For all that (and there was non-Christian-specific music; Beth Orton, Tori Amos and Johnny Cash made the playlist), there was a tangible wholesomeness about the station. At 11.30 p.m. on Saturday, the soft-voiced young American DJ suggested that the listeners were probably on their way to bed. Content aside, there was no indication, on air at least, of who's paying for it all and there are no advertisements. There are no newsbreaks either, so listening to it at the weekend there was a sense of being insulated from the world.
Tom Doorley did a really good job of conjuring up a delicious sounding foodie world as the presenter of Food Talk (RTÉ1, Saturday) and in his first programme in a new eight-part series, he sounded like a radio natural. Doorley is a food and wine writer but his enthusiasm for his subject come across clearly in his voice and all one of his guests had to mention was a particular dish and he was in quizzing them on how they make it. As it was Valentine's night the programme was appropriately themed; this could have gone cloyingly wrong had Doorley and his guests not been so funny and natural. Singers Camille O'Sullivan and ex-Fat Lady Sings Nick Kelly were entertaining in all sorts of ways. They sang and talked about the importance of food in their lives. O'Sullivan is half French and by way of explaining how food matters to her Gallic relations she said that the family still talks with horror about "the day her cousin missed his lunch". Kelly (and this really would be a great chat-up line) admitted that he didn't fancy women who don't have an appetite - and if you subscribe to the body language theory that you can tell a lot about a person by the way they eat, you can see what he's getting at.

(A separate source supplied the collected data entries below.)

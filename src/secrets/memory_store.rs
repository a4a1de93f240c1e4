//! secrets::memory_store
//!
//! In-memory secret storage for deterministic testing.
//!
//! # Design
//!
//! Mirrors the keychain store's observable behavior (`Ok(None)` for absent
//! keys, idempotent delete) without touching any platform credential store.
//! A failure mode can be injected to exercise the "store unavailable"
//! precondition path.

use std::collections::HashMap;
use std::sync::Mutex;

use super::traits::{SecretError, SecretStore};

/// In-memory secret store for tests.
#[derive(Debug, Default)]
pub struct MemorySecretStore {
    /// Stored secrets by key
    secrets: Mutex<HashMap<String, String>>,
    /// When true, every operation fails as if the store were unavailable
    unavailable: bool,
}

impl MemorySecretStore {
    /// Create an empty store.
    pub fn new() -> Self {
        Self::default()
    }

    /// Create a store seeded with one secret.
    pub fn with_secret(key: impl Into<String>, value: impl Into<String>) -> Self {
        let store = Self::new();
        store
            .secrets
            .lock()
            .expect("secret store lock poisoned")
            .insert(key.into(), value.into());
        store
    }

    /// Create a store where every operation fails.
    pub fn unavailable() -> Self {
        Self {
            secrets: Mutex::new(HashMap::new()),
            unavailable: true,
        }
    }

    fn check_available(&self) -> Result<(), SecretError> {
        if self.unavailable {
            Err(SecretError::ReadError("secret store unavailable".into()))
        } else {
            Ok(())
        }
    }
}

impl SecretStore for MemorySecretStore {
    fn get(&self, key: &str) -> Result<Option<String>, SecretError> {
        self.check_available()?;
        Ok(self
            .secrets
            .lock()
            .expect("secret store lock poisoned")
            .get(key)
            .cloned())
    }

    fn set(&self, key: &str, value: &str) -> Result<(), SecretError> {
        self.check_available()?;
        self.secrets
            .lock()
            .expect("secret store lock poisoned")
            .insert(key.to_string(), value.to_string());
        Ok(())
    }

    fn delete(&self, key: &str) -> Result<(), SecretError> {
        self.check_available()?;
        self.secrets
            .lock()
            .expect("secret store lock poisoned")
            .remove(key);
        Ok(())
    }
}
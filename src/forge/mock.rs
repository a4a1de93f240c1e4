//! forge::mock
//!
//! Mock gateway implementation for deterministic testing.
//!
//! # Design
//!
//! The mock gateway stores hosted repositories in memory, records every
//! operation for later verification, and allows injecting failures per
//! method to exercise the engine's fault-isolation boundaries.
//!
//! # Example
//!
//! ```
//! use orgsync::forge::mock::MockGateway;
//! use orgsync::forge::HostGateway;
//!
//! # tokio_test::block_on(async {
//! let gateway = MockGateway::new();
//!
//! // Nothing hosted yet
//! assert!(gateway.get_repo("acme", "widget").await.unwrap().is_none());
//!
//! // Create it
//! let repo = gateway.create_private_repo("acme", "widget").await.unwrap();
//! assert_eq!(repo.full_name, "acme/widget");
//! assert!(repo.private);
//!
//! // Now it is found
//! assert!(gateway.get_repo("acme", "widget").await.unwrap().is_some());
//! # });
//! ```

use async_trait::async_trait;
use std::collections::HashMap;
use std::sync::{Arc, Mutex};

use super::traits::{GatewayError, HostGateway, HostedRepo};

/// Mock gateway for testing.
///
/// Thread-safe via internal `Arc<Mutex<...>>` wrapping; clones share state.
#[derive(Debug, Clone, Default)]
pub struct MockGateway {
    /// Internal state shared across clones.
    inner: Arc<Mutex<MockGatewayInner>>,
}

/// Internal mutable state.
#[derive(Debug, Default)]
struct MockGatewayInner {
    /// Hosted repositories by "org/name".
    repos: HashMap<String, HostedRepo>,
    /// Method to fail on (for testing error paths).
    fail_on: Option<FailOn>,
    /// Recorded operations for verification.
    operations: Vec<MockOperation>,
}

/// Configuration for which operation should fail.
#[derive(Debug, Clone)]
pub enum FailOn {
    /// Fail get_repo with the given error.
    GetRepo(GatewayError),
    /// Fail create_private_repo with the given error.
    CreateRepo(GatewayError),
}

/// Recorded operation for test verification.
#[derive(Debug, Clone, PartialEq, Eq)]
pub enum MockOperation {
    /// get_repo was called.
    GetRepo {
        /// Organization queried
        org: String,
        /// Repository name queried
        name: String,
    },
    /// create_private_repo was called.
    CreateRepo {
        /// Organization created under
        org: String,
        /// Repository name created
        name: String,
    },
}

impl MockGateway {
    /// Create an empty mock gateway.
    pub fn new() -> Self {
        Self::default()
    }

    /// Seed a hosted repository so `get_repo` finds it.
    pub fn with_existing_repo(self, org: &str, name: &str) -> Self {
        {
            let mut inner = self.inner.lock().expect("mock gateway lock poisoned");
            inner.repos.insert(
                format!("{}/{}", org, name),
                HostedRepo {
                    name: name.to_string(),
                    full_name: format!("{}/{}", org, name),
                    private: true,
                },
            );
        }
        self
    }

    /// Configure a method to fail.
    pub fn fail_on(self, fail: FailOn) -> Self {
        self.inner
            .lock()
            .expect("mock gateway lock poisoned")
            .fail_on = Some(fail);
        self
    }

    /// Recorded operations, in call order.
    pub fn operations(&self) -> Vec<MockOperation> {
        self.inner
            .lock()
            .expect("mock gateway lock poisoned")
            .operations
            .clone()
    }

    /// Names of repositories created through this gateway.
    pub fn created_repos(&self) -> Vec<String> {
        self.operations()
            .into_iter()
            .filter_map(|op| match op {
                MockOperation::CreateRepo { org, name } => Some(format!("{}/{}", org, name)),
                MockOperation::GetRepo { .. } => None,
            })
            .collect()
    }
}

#[async_trait]
impl HostGateway for MockGateway {
    fn name(&self) -> &'static str {
        "mock"
    }

    async fn get_repo(&self, org: &str, name: &str) -> Result<Option<HostedRepo>, GatewayError> {
        let mut inner = self.inner.lock().expect("mock gateway lock poisoned");
        inner.operations.push(MockOperation::GetRepo {
            org: org.to_string(),
            name: name.to_string(),
        });
        if let Some(FailOn::GetRepo(err)) = &inner.fail_on {
            return Err(err.clone());
        }
        Ok(inner.repos.get(&format!("{}/{}", org, name)).cloned())
    }

    async fn create_private_repo(
        &self,
        org: &str,
        name: &str,
    ) -> Result<HostedRepo, GatewayError> {
        let mut inner = self.inner.lock().expect("mock gateway lock poisoned");
        inner.operations.push(MockOperation::CreateRepo {
            org: org.to_string(),
            name: name.to_string(),
        });
        if let Some(FailOn::CreateRepo(err)) = &inner.fail_on {
            return Err(err.clone());
        }
        let repo = HostedRepo {
            name: name.to_string(),
            full_name: format!("{}/{}", org, name),
            private: true,
        };
        inner.repos.insert(repo.full_name.clone(), repo.clone());
        Ok(repo)
    }
}
//! engine::discover
//!
//! Repository discovery: walk a directory tree, yielding every git
//! repository root found under it.
//!
//! # Design
//!
//! Depth-first traversal over an explicit stack. Each visited directory is
//! probed for a repository boundary at exactly that directory; a hit yields
//! the path and prunes the subtree, so repositories nested inside a
//! discovered repository are never separately reported. A directory that
//! cannot be read yields an error item and the walk continues with its
//! siblings.
//!
//! The walk reflects live filesystem state at iteration time; it is not a
//! snapshot and not restartable.

use std::path::{Path, PathBuf};

use thiserror::Error;

use crate::git;

/// Errors from repository discovery.
#[derive(Debug, Error)]
pub enum DiscoverError {
    /// The scan root does not exist or is not a directory.
    #[error("scan root not found: {path}")]
    RootNotFound {
        /// The root that was requested
        path: PathBuf,
    },

    /// A directory inside the tree could not be read.
    #[error("cannot read directory {path}: {source}")]
    Unreadable {
        /// The directory that failed
        path: PathBuf,
        /// The underlying I/O error
        source: std::io::Error,
    },
}

/// Start a discovery walk over the subdirectories of `root`.
///
/// The root itself is not probed: it is the container the repositories live
/// under. An empty root yields an empty sequence; a missing root fails here,
/// before any iteration.
pub fn discover(root: &Path) -> Result<RepoWalker, DiscoverError> {
    if !root.is_dir() {
        return Err(DiscoverError::RootNotFound {
            path: root.to_path_buf(),
        });
    }
    let stack = read_child_dirs(root)?;
    Ok(RepoWalker { stack })
}

/// Lazy iterator over discovered repository roots.
///
/// Yields `Ok(path)` for each repository boundary and `Err` for each
/// unreadable directory; errors do not end the iteration.
#[derive(Debug)]
pub struct RepoWalker {
    /// Directories still to visit, deepest-first
    stack: Vec<PathBuf>,
}

impl Iterator for RepoWalker {
    type Item = Result<PathBuf, DiscoverError>;

    fn next(&mut self) -> Option<Self::Item> {
        while let Some(dir) = self.stack.pop() {
            if git::is_repository_root(&dir) {
                return Some(Ok(dir));
            }
            match read_child_dirs(&dir) {
                Ok(children) => self.stack.extend(children),
                Err(err) => return Some(Err(err)),
            }
        }
        None
    }
}

/// List the immediate subdirectories of `dir`, sorted so the walk visits
/// them in name order.
///
/// Symlinks are not followed, which keeps the traversal finite.
fn read_child_dirs(dir: &Path) -> Result<Vec<PathBuf>, DiscoverError> {
    let entries = std::fs::read_dir(dir).map_err(|source| DiscoverError::Unreadable {
        path: dir.to_path_buf(),
        source,
    })?;

    let mut children = Vec::new();
    for entry in entries {
        let entry = entry.map_err(|source| DiscoverError::Unreadable {
            path: dir.to_path_buf(),
            source,
        })?;
        let file_type = entry.file_type().map_err(|source| DiscoverError::Unreadable {
            path: entry.path(),
            source,
        })?;
        if file_type.is_dir() {
            children.push(entry.path());
        }
    }
    // Sorted descending: the stack pops the lexicographically first child.
    children.sort_unstable_by(|a, b| b.cmp(a));
    Ok(children)
}
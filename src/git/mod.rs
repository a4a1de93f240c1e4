//! git
//!
//! Single interface for all Git operations.
//!
//! # Architecture
//!
//! This module is the only doorway to Git. All repository reads and writes
//! flow through [`Git`]; no other module imports `git2`. The engine stages
//! (discovery, reconciliation, tracking-ref sync, push) compose the
//! operations exposed here.
//!
//! # Responsibilities
//!
//! - Repository boundary probing and opening (bare and working-copy)
//! - Remote add/remove/lookup
//! - Branch, tag, and reference reads and writes
//! - Push with refspecs and credentials

mod interface;

pub use interface::{
    is_repository_root, Git, GitError, LocalBranch, Oid, PushCredentials, RemoteInfo,
};
//! core::settings
//!
//! Process-wide sync configuration.
//!
//! # Design
//!
//! `SyncSettings` is built once from parsed arguments and never mutated.
//! There is no ambient or static configuration state; every component that
//! needs a setting receives the struct by reference.

use std::path::{Path, PathBuf};

/// Default credential-store key for the GitHub token.
///
/// Matches the entry name git's own credential helpers use for GitHub, so a
/// token stored for normal git usage is picked up without extra setup.
pub const DEFAULT_CREDENTIAL_KEY: &str = "https://github.com";

/// Default host base URL that mirrored repositories are pushed to.
pub const DEFAULT_HOST: &str = "https://github.com";

/// Immutable configuration for one sync run.
#[derive(Debug, Clone)]
pub struct SyncSettings {
    /// Root directory scanned for repositories
    root: PathBuf,
    /// Organization that holds the mirrored repositories
    organization: String,
    /// Username pushes authenticate as
    user: String,
    /// Credential-store key holding the token
    credential_key: String,
    /// Host base URL remote URLs are built from
    host: String,
}

impl SyncSettings {
    /// Create settings with the default host.
    pub fn new(
        root: impl Into<PathBuf>,
        organization: impl Into<String>,
        user: impl Into<String>,
        credential_key: impl Into<String>,
    ) -> Self {
        Self {
            root: root.into(),
            organization: organization.into(),
            user: user.into(),
            credential_key: credential_key.into(),
            host: DEFAULT_HOST.to_string(),
        }
    }

    /// Override the host base URL.
    ///
    /// Tests point this at a directory of local bare repositories so pushes
    /// never leave the machine.
    pub fn with_host(mut self, host: impl Into<String>) -> Self {
        self.host = host.into();
        self
    }

    /// The scan root.
    pub fn root(&self) -> &Path {
        &self.root
    }

    /// The target organization.
    pub fn organization(&self) -> &str {
        &self.organization
    }

    /// The push username.
    pub fn user(&self) -> &str {
        &self.user
    }

    /// The credential-store key.
    pub fn credential_key(&self) -> &str {
        &self.credential_key
    }

    /// Build the remote URL a repository of the given name is mirrored to.
    pub fn remote_url(&self, repo_name: &str) -> String {
        format!("{}/{}/{}.git", self.host, self.organization, repo_name)
    }
}

#[cfg(test)]
mod tests {
    use super::*;

    #[test]
    fn remote_url_shape() {
        let settings = SyncSettings::new("/repos", "acme", "deploy-bot", DEFAULT_CREDENTIAL_KEY);
        assert_eq!(
            settings.remote_url("widget"),
            "https://github.com/acme/widget.git"
        );
    }

    #[test]
    fn remote_url_keeps_literal_directory_name() {
        // A bare repository directory named proj.git mirrors under that
        // literal name.
        let settings = SyncSettings::new("/repos", "acme", "deploy-bot", DEFAULT_CREDENTIAL_KEY);
        assert_eq!(
            settings.remote_url("proj.git"),
            "https://github.com/acme/proj.git.git"
        );
    }

    #[test]
    fn host_override() {
        let settings =
            SyncSettings::new("/repos", "acme", "deploy-bot", "token-key").with_host("/tmp/mirror");
        assert_eq!(settings.remote_url("widget"), "/tmp/mirror/acme/widget.git");
    }

    #[test]
    fn accessors() {
        let settings = SyncSettings::new("/repos", "acme", "deploy-bot", "key");
        assert_eq!(settings.root(), Path::new("/repos"));
        assert_eq!(settings.organization(), "acme");
        assert_eq!(settings.user(), "deploy-bot");
        assert_eq!(settings.credential_key(), "key");
    }
}
//! git::interface
//!
//! Git interface implementation using git2.
//!
//! This module is the single doorway to all Git operations. No other module
//! imports `git2` directly, which keeps error handling consistent and gives
//! the engine a narrow, mockable surface to test against.
//!
//! # Responsibilities
//!
//! - Probing directories for repository boundaries (bare or working-copy)
//! - Remote enumeration, creation, and removal
//! - Branch, tag, and reference reads and writes
//! - Pushing refspecs with credentials
//!
//! # Error Handling
//!
//! git2 errors are normalized into typed [`GitError`] variants. Per-ref push
//! rejections reported by the remote are surfaced as
//! [`GitError::PushRejected`] rather than being dropped.

use std::cell::RefCell;
use std::ffi::OsStr;
use std::path::{Path, PathBuf};

use thiserror::Error;

/// Errors from Git operations.
#[derive(Debug, Error)]
pub enum GitError {
    /// Not a Git repository.
    #[error("not a git repository: {path}")]
    NotARepo {
        /// The path that was probed
        path: PathBuf,
    },

    /// The repository root has no usable base name.
    #[error("cannot derive repository name from {path}")]
    UnnamedRepository {
        /// The path the name was derived from
        path: PathBuf,
    },

    /// Requested ref does not exist.
    #[error("ref not found: {refname}")]
    RefNotFound {
        /// The ref that was not found
        refname: String,
    },

    /// Requested remote does not exist.
    #[error("remote not found: {name}")]
    RemoteNotFound {
        /// The remote that was not found
        name: String,
    },

    /// A branch, tag, or ref name is not valid UTF-8.
    #[error("invalid ref name: {message}")]
    InvalidName {
        /// Description of the problem
        message: String,
    },

    /// The remote rejected a ref update during push.
    #[error("push rejected for {refname}: {message}")]
    PushRejected {
        /// The ref the remote rejected
        refname: String,
        /// The rejection message from the remote
        message: String,
    },

    /// Permission or filesystem error.
    #[error("repository access error: {message}")]
    AccessError {
        /// Description of the error
        message: String,
    },

    /// Internal git2 error.
    #[error("git error: {message}")]
    Internal {
        /// The error message
        message: String,
    },
}

impl From<git2::Error> for GitError {
    fn from(err: git2::Error) -> Self {
        match err.code() {
            git2::ErrorCode::NotFound => GitError::RefNotFound {
                refname: err.message().to_string(),
            },
            git2::ErrorCode::Locked | git2::ErrorCode::Auth => GitError::AccessError {
                message: err.message().to_string(),
            },
            _ => GitError::Internal {
                message: err.message().to_string(),
            },
        }
    }
}

/// A commit id.
///
/// Wraps the underlying git2 object id so other modules can carry ids around
/// without importing git2.
#[derive(Debug, Clone, Copy, PartialEq, Eq, Hash)]
pub struct Oid(git2::Oid);

impl std::fmt::Display for Oid {
    fn fmt(&self, f: &mut std::fmt::Formatter<'_>) -> std::fmt::Result {
        write!(f, "{}", self.0)
    }
}

/// A remote as a (logical name, URL) pair.
#[derive(Debug, Clone, PartialEq, Eq)]
pub struct RemoteInfo {
    /// Logical name, e.g. "github"
    pub name: String,
    /// Fetch/push URL
    pub url: String,
}

/// A local branch with its tip commit.
#[derive(Debug, Clone)]
pub struct LocalBranch {
    /// Short branch name, e.g. "feature/x"
    pub name: String,
    /// Commit the branch points at
    pub tip: Oid,
}

/// Username and secret supplied to the push transport.
///
/// Resolved once per run and passed by reference into every push; the
/// transport's credential callback hands out the same pair each time.
#[derive(Clone)]
pub struct PushCredentials {
    /// Username pushes authenticate as
    pub username: String,
    /// Token or password
    pub secret: String,
}

// Custom Debug so the secret never reaches a log line.
impl std::fmt::Debug for PushCredentials {
    fn fmt(&self, f: &mut std::fmt::Formatter<'_>) -> std::fmt::Result {
        f.debug_struct("PushCredentials")
            .field("username", &self.username)
            .field("secret", &"<redacted>")
            .finish()
    }
}

/// Check whether a repository boundary exists at exactly this directory.
///
/// Recognizes both bare repositories (the directory is the git directory)
/// and working copies (the directory contains the git metadata). The probe
/// does not search parent directories; discovery prunes at the boundary it
/// finds, so an upward search would re-report enclosing repositories.
pub fn is_repository_root(path: &Path) -> bool {
    git2::Repository::open_ext(
        path,
        git2::RepositoryOpenFlags::NO_SEARCH,
        &[] as &[&OsStr],
    )
    .is_ok()
}

/// An opened local repository.
///
/// Owned for the duration of processing one repository and dropped when that
/// repository's run completes, success or failure.
pub struct Git {
    /// The underlying git2 repository
    repo: git2::Repository,
}

impl std::fmt::Debug for Git {
    fn fmt(&self, f: &mut std::fmt::Formatter<'_>) -> std::fmt::Result {
        f.debug_struct("Git")
            .field("path", &self.repo.path())
            .finish()
    }
}

impl Git {
    /// Open the repository rooted at exactly `path`.
    pub fn open(path: &Path) -> Result<Self, GitError> {
        let repo = git2::Repository::open_ext(
            path,
            git2::RepositoryOpenFlags::NO_SEARCH,
            &[] as &[&OsStr],
        )
        .map_err(|_| GitError::NotARepo {
            path: path.to_path_buf(),
        })?;
        Ok(Self { repo })
    }

    /// Whether this is a bare repository.
    pub fn is_bare(&self) -> bool {
        self.repo.is_bare()
    }

    /// The path identifying this repository: the working directory for a
    /// working copy, the git directory for a bare repository.
    pub fn root_path(&self) -> &Path {
        match self.repo.workdir() {
            Some(workdir) => workdir,
            None => self.repo.path(),
        }
    }

    /// The repository name: the base name of [`root_path`](Self::root_path).
    ///
    /// A bare repository directory named `proj.git` yields `proj.git`; the
    /// hosted repository is created under that literal name.
    pub fn name(&self) -> Result<String, GitError> {
        let path = self.root_path();
        path.file_name()
            .and_then(OsStr::to_str)
            .map(str::to_string)
            .ok_or_else(|| GitError::UnnamedRepository {
                path: path.to_path_buf(),
            })
    }

    // =========================================================================
    // Remotes
    // =========================================================================

    /// List all remotes as (name, URL) pairs.
    ///
    /// Remotes with non-UTF-8 names or URLs are reported as errors rather
    /// than skipped.
    pub fn remotes(&self) -> Result<Vec<RemoteInfo>, GitError> {
        let names = self.repo.remotes()?;
        let mut remotes = Vec::with_capacity(names.len());
        for name in names.iter() {
            let name = name.ok_or_else(|| GitError::InvalidName {
                message: "remote name is not valid UTF-8".to_string(),
            })?;
            let remote = self.repo.find_remote(name)?;
            let url = remote.url().ok_or_else(|| GitError::InvalidName {
                message: format!("URL of remote '{}' is not valid UTF-8", name),
            })?;
            remotes.push(RemoteInfo {
                name: name.to_string(),
                url: url.to_string(),
            });
        }
        Ok(remotes)
    }

    /// Find a remote whose URL exactly equals `url`.
    pub fn find_remote_by_url(&self, url: &str) -> Result<Option<RemoteInfo>, GitError> {
        Ok(self.remotes()?.into_iter().find(|r| r.url == url))
    }

    /// Whether a remote with the given name exists.
    pub fn remote_exists(&self, name: &str) -> bool {
        self.repo.find_remote(name).is_ok()
    }

    /// Remove the remote with the given name and its configuration.
    pub fn remove_remote(&self, name: &str) -> Result<(), GitError> {
        self.repo
            .remote_delete(name)
            .map_err(|e| match e.code() {
                git2::ErrorCode::NotFound => GitError::RemoteNotFound {
                    name: name.to_string(),
                },
                _ => e.into(),
            })
    }

    /// Create a remote with the given name and URL.
    pub fn add_remote(&self, name: &str, url: &str) -> Result<RemoteInfo, GitError> {
        self.repo.remote(name, url)?;
        Ok(RemoteInfo {
            name: name.to_string(),
            url: url.to_string(),
        })
    }

    // =========================================================================
    // Branches and References
    // =========================================================================

    /// List local (non-remote-tracking) branches with their tips.
    pub fn local_branches(&self) -> Result<Vec<LocalBranch>, GitError> {
        let mut branches = Vec::new();
        for entry in self.repo.branches(Some(git2::BranchType::Local))? {
            let (branch, _) = entry?;
            let name = branch
                .name()?
                .ok_or_else(|| GitError::InvalidName {
                    message: "branch name is not valid UTF-8".to_string(),
                })?
                .to_string();
            let tip = match branch.get().target() {
                Some(oid) => oid,
                // Symbolic branch ref; resolve through to the commit.
                None => branch.get().peel_to_commit()?.id(),
            };
            branches.push(LocalBranch {
                name,
                tip: Oid(tip),
            });
        }
        Ok(branches)
    }

    /// Whether a reference with the given full name exists.
    pub fn ref_exists(&self, refname: &str) -> bool {
        self.repo.find_reference(refname).is_ok()
    }

    /// Resolve a reference to the commit id it points at.
    pub fn resolve_ref(&self, refname: &str) -> Result<Oid, GitError> {
        let reference =
            self.repo
                .find_reference(refname)
                .map_err(|_| GitError::RefNotFound {
                    refname: refname.to_string(),
                })?;
        let oid = reference.peel_to_commit()?.id();
        Ok(Oid(oid))
    }

    /// Delete the reference with the given full name.
    pub fn delete_ref(&self, refname: &str) -> Result<(), GitError> {
        let mut reference =
            self.repo
                .find_reference(refname)
                .map_err(|_| GitError::RefNotFound {
                    refname: refname.to_string(),
                })?;
        reference.delete()?;
        Ok(())
    }

    /// Create a direct reference at the given commit, recording
    /// `log_message` in the reflog.
    pub fn create_ref(&self, refname: &str, target: Oid, log_message: &str) -> Result<(), GitError> {
        self.repo.reference(refname, target.0, false, log_message)?;
        Ok(())
    }

    /// Set a local branch's upstream to `<remote>/<branch>`.
    ///
    /// The remote-tracking reference must already exist.
    pub fn set_branch_upstream(&self, branch: &str, upstream: &str) -> Result<(), GitError> {
        let mut branch = self
            .repo
            .find_branch(branch, git2::BranchType::Local)
            .map_err(|_| GitError::RefNotFound {
                refname: format!("refs/heads/{}", branch),
            })?;
        branch.set_upstream(Some(upstream))?;
        Ok(())
    }

    /// List the full names of remote-tracking references under the given
    /// remote's namespace, e.g. `refs/remotes/github/main`.
    pub fn remote_tracking_refs(&self, remote_name: &str) -> Result<Vec<String>, GitError> {
        let glob = format!("refs/remotes/{}/*", remote_name);
        let mut refs = Vec::new();
        for entry in self.repo.references_glob(&glob)? {
            let reference = entry?;
            let name = reference.name().ok_or_else(|| GitError::InvalidName {
                message: "tracking ref name is not valid UTF-8".to_string(),
            })?;
            refs.push(name.to_string());
        }
        Ok(refs)
    }

    /// List all tag names.
    pub fn tag_names(&self) -> Result<Vec<String>, GitError> {
        let names = self.repo.tag_names(None)?;
        let mut tags = Vec::with_capacity(names.len());
        for name in names.iter() {
            let name = name.ok_or_else(|| GitError::InvalidName {
                message: "tag name is not valid UTF-8".to_string(),
            })?;
            tags.push(name.to_string());
        }
        Ok(tags)
    }

    // =========================================================================
    // Push
    // =========================================================================

    /// Push the given refspecs to a remote.
    ///
    /// The credential callback answers every transport prompt with the same
    /// username/secret pair. A per-ref rejection reported by the remote is
    /// returned as [`GitError::PushRejected`] even when the transport call
    /// itself succeeds.
    pub fn push(
        &self,
        remote_name: &str,
        refspecs: &[String],
        credentials: &PushCredentials,
    ) -> Result<(), GitError> {
        let mut remote = self
            .repo
            .find_remote(remote_name)
            .map_err(|_| GitError::RemoteNotFound {
                name: remote_name.to_string(),
            })?;

        let rejection: RefCell<Option<(String, String)>> = RefCell::new(None);
        {
            let mut callbacks = git2::RemoteCallbacks::new();
            let username = credentials.username.clone();
            let secret = credentials.secret.clone();
            callbacks.credentials(move |_url, _username_from_url, _allowed| {
                git2::Cred::userpass_plaintext(&username, &secret)
            });
            callbacks.push_update_reference(|refname, status| {
                if let Some(message) = status {
                    *rejection.borrow_mut() = Some((refname.to_string(), message.to_string()));
                }
                Ok(())
            });

            let mut options = git2::PushOptions::new();
            options.remote_callbacks(callbacks);

            let specs: Vec<&str> = refspecs.iter().map(String::as_str).collect();
            remote.push(&specs, Some(&mut options))?;
        }

        if let Some((refname, message)) = rejection.into_inner() {
            return Err(GitError::PushRejected { refname, message });
        }
        Ok(())
    }
}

A very different food series began with Breaking Bread (BBC World Service, Wednesday). The idea is that in each of the four programmes someone will introduce their culture and society via the kitchen. The first programme came from Rita Pankhurst in Addis Ababa, home to Africa's largest market. While there is plenty in the city with an abundance of spices, meat and vegetables there is a reluctance to talk about food and the history of scarcity in Ethiopia means that it is considered the height of bad manners to visit someone while they are eating or to look at someone who is eating.
Bread is the great leveller in this society. Everyone buys their own locally-grown grain and takes it every day to their local mill, of which there are hundreds dotted around the city. Orthodox Christianity is the dominant religion and there are 200 fast days - the 40 days of Lent, and every Wednesday and Friday. If the hospitality industry here thinks the imminent smoking ban is the death knell for their business, consider what it must be like running a restaurant where fasting is part of people's life for nearly two-thirds of the year. One restaurateur explained that it doesn't affect her business because every working person treats themselves to a restaurant meal once a week and like other restaurants, hers offers a range of vegetarian "fast food". "The kitchen is the backbone of the country," said Pankhurst, who interviewed an Ethiopian TV chef who hopes to introduce simpler, quicker food, offering up a depressing Nigella/Jamie vision of people turning away from spicy dal in favour of drizzling olive oil on ciabatta.
In the capital steeped in abundance there was evidence, in the lines of begging women and children, of the scarcity rampant in rural parts of the country. Thirteen million people are suffering famine in Ethiopia, mostly small farmers who have been driven off the land by the collapse in the worldwide price of coffee. That's something to think about as you sip your Saturday morning cappuccino.